Si sono invece organizzati per tempo i negozi: sono moltissimi, e di tutti i generi, gli esercizi che affiggono cartelli per attrarre i “poveri” dotati di carta carica di soldi da spendere. Cartelli che avvisano circa l’accettazione di pagamento con carta del reddito di cittadinanza. Il fatto è che non si tratta solo di negozi che vendono generi di prima necessità, ma anche detersivi, elettronica, fino ai negozi di abbigliamento.

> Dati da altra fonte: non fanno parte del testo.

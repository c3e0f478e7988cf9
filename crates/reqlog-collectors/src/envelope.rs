//! Sequenced wrapper around queued log messages.

use chrono::{DateTime, Utc};
use reqlog_core::LogMessage;
use serde::{Deserialize, Serialize};

/// Identifier assigned to each message accepted by a collector.
pub type EnvelopeId = u64;

/// Metadata wrapper around a log message. Each envelope tracks the acceptance
/// order and timestamp.
#[derive(Debug, Clone, Serialize, Deserialize, PartialEq)]
pub struct LogEnvelope {
    /// Sequential identifier, starting at 1 per collector.
    pub id: EnvelopeId,
    /// Time the collector accepted the message.
    pub timestamp: DateTime<Utc>,
    /// The message as produced by the logger.
    pub message: LogMessage,
}

impl LogEnvelope {
    /// Wrap `message`, stamping it with the current time.
    #[must_use]
    pub fn new(id: EnvelopeId, message: LogMessage) -> Self {
        Self {
            id,
            timestamp: Utc::now(),
            message,
        }
    }
}
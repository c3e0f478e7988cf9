//! Tracing subscriber initialisation and logging configuration.
//!
//! # Design
//! - Centralises logging setup (pretty or JSON) behind a single entry point.
//! - `RUST_LOG` takes precedence over the configured level.

use tracing_subscriber::{EnvFilter, fmt, layer::SubscriberExt, util::SubscriberInitExt};

use crate::error::{Result, TelemetryError};

/// Default logging target when `RUST_LOG` is not provided.
pub const DEFAULT_LOG_LEVEL: &str = "info";

/// Configure and install the global tracing subscriber.
///
/// # Errors
///
/// Returns an error if the tracing subscriber cannot be installed (for example,
/// because another subscriber has already been set globally).
pub fn init_logging(config: &LoggingConfig<'_>) -> Result<()> {
    let installed = match config.format {
        LogFormat::Json => tracing_subscriber::registry()
            .with(build_env_filter(config.level))
            .with(
                fmt::layer()
                    .json()
                    .with_target(config.with_target)
                    .with_thread_ids(false),
            )
            .try_init(),
        LogFormat::Pretty => tracing_subscriber::registry()
            .with(build_env_filter(config.level))
            .with(
                fmt::layer()
                    .with_target(config.with_target)
                    .with_thread_ids(false),
            )
            .try_init(),
    };
    installed.map_err(|source| TelemetryError::SubscriberInstall { source })
}

/// Logging configuration.
#[derive(Debug, Clone)]
pub struct LoggingConfig<'a> {
    /// Log level string (e.g., `info`, `debug`).
    pub level: &'a str,
    /// Output format selection for the tracing subscriber.
    pub format: LogFormat,
    /// Whether events carry their module target.
    pub with_target: bool,
}

impl Default for LoggingConfig<'_> {
    fn default() -> Self {
        Self {
            level: DEFAULT_LOG_LEVEL,
            format: LogFormat::infer(),
            with_target: false,
        }
    }
}

/// Available output formats for the logger.
#[derive(Debug, Clone, Copy, PartialEq, Eq)]
pub enum LogFormat {
    /// Emit logs as structured JSON objects.
    Json,
    /// Emit human-readable, pretty-printed logs.
    Pretty,
}

impl LogFormat {
    /// Choose a sensible default for the current build.
    #[must_use]
    pub const fn infer() -> Self {
        if cfg!(debug_assertions) {
            Self::Pretty
        } else {
            Self::Json
        }
    }

    /// Parse a format name, falling back to [`LogFormat::infer`] for unknown values.
    #[must_use]
    pub fn from_name(name: &str) -> Self {
        match name {
            "json" => Self::Json,
            "pretty" => Self::Pretty,
            _ => Self::infer(),
        }
    }
}

fn build_env_filter(level: &str) -> EnvFilter {
    EnvFilter::try_from_default_env().unwrap_or_else(|_| EnvFilter::new(level))
}

#[cfg(test)]
mod tests {
    use super::*;

    #[test]
    fn format_names_parse_with_inferred_fallback() {
        assert_eq!(LogFormat::from_name("json"), LogFormat::Json);
        assert_eq!(LogFormat::from_name("pretty"), LogFormat::Pretty);
        assert_eq!(LogFormat::from_name("unknown"), LogFormat::infer());
    }

    #[test]
    fn init_logging_installs_subscriber_once() {
        let config = LoggingConfig {
            level: "debug",
            format: LogFormat::Pretty,
            with_target: true,
        };
        let _ = init_logging(&config);
        assert!(matches!(
            init_logging(&config),
            Err(TelemetryError::SubscriberInstall { .. })
        ));
    }
}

E le segnalazioni, anche anonime, cominciano ad arrivare dai quartieri popolari, da parte di vicini che lamentano di mamme che, invece di comprare generi alimentari o scarpe per i figli o pagare bollette (cose che dovrebbero essere scontate e avere la priorità in una famiglia “povera”), si vantano di usare la carta per comprare vestiti alla moda. Ignoranza o malafede? E chi controlla? Nessuno.

L’Inps regionale informa che ad oggi in Sicilia il Reddito di cittadinanza è stato richiesto da circa 195mila nuclei familiari. Di queste istanze, circa 110mila sono state accolte, 31mila respinte e altre 54mila sono in lavorazione. Quindi, al momento ci sono in circolazione ben 110mila carte caricate con soldi da spendere.

Il ministero, prima ancora di pensare ad assumere navigator, forse avrebbe dovuto dare priorità al rafforzamento dei controlli assumendo ispettori del lavoro. Al momento l’unica certezza è che l’Agenzia delle entrate dovrà verificare la corrispondenza dei requisiti economici dichiarati e comunicare all’Inps eventuali discordanze o anomalie.

Ma nulla sarebbe stato finora disposto in materia di repressione del lavoro nero. Infatti, nessuno degli enti preposti ha finora ricevuto direttive o ha predisposto piani ispettivi per la ricerca dei lavoratori in nero fra i percettori del Reddito. Quella siciliana è l’unica Regione d’Italia a non avere ancora compiuto, trincerandosi dietro l’autonomia speciale, l’unificazione degli ispettori del lavoro di Regione, Inps e Inail sotto l’Ispettorato nazionale del lavoro. Gli ispettorati della Regione contano su appena 109 unità che, come è noto, dispongono di attrezzature, mezzi e fondi insufficienti per svolgere un’azione capillare. L’Inps in questo quadro rappresenta una “anomalia”: infatti, pur contando su una forza lavoro simile, 104 unità, ha realizzato un’attività ispettiva che ha prodotto risultati superiori al resto d’Italia. Da ultimo, l’evasione contributiva accertata nel primo trimestre di quest’anno è di circa 30 milioni di euro.

Ci sarebbe, dunque, la possibilità di fare scattare subito i controlli sui percettori del Reddito. Ma il problema, spiegano, è che da Roma non sono arrivate direttive. Anzi, gira voce di un’idea ministeriale di affidare questi controlli ai Comuni, che però non hanno personale, competenze e fondi per svolgere questo compito. Se ne saprà di più martedì prossimo, quando a livello nazionale è prevista una riunione con tutte le sedi regionali per fare il punto sulla situazione e sulle strategie da adottare.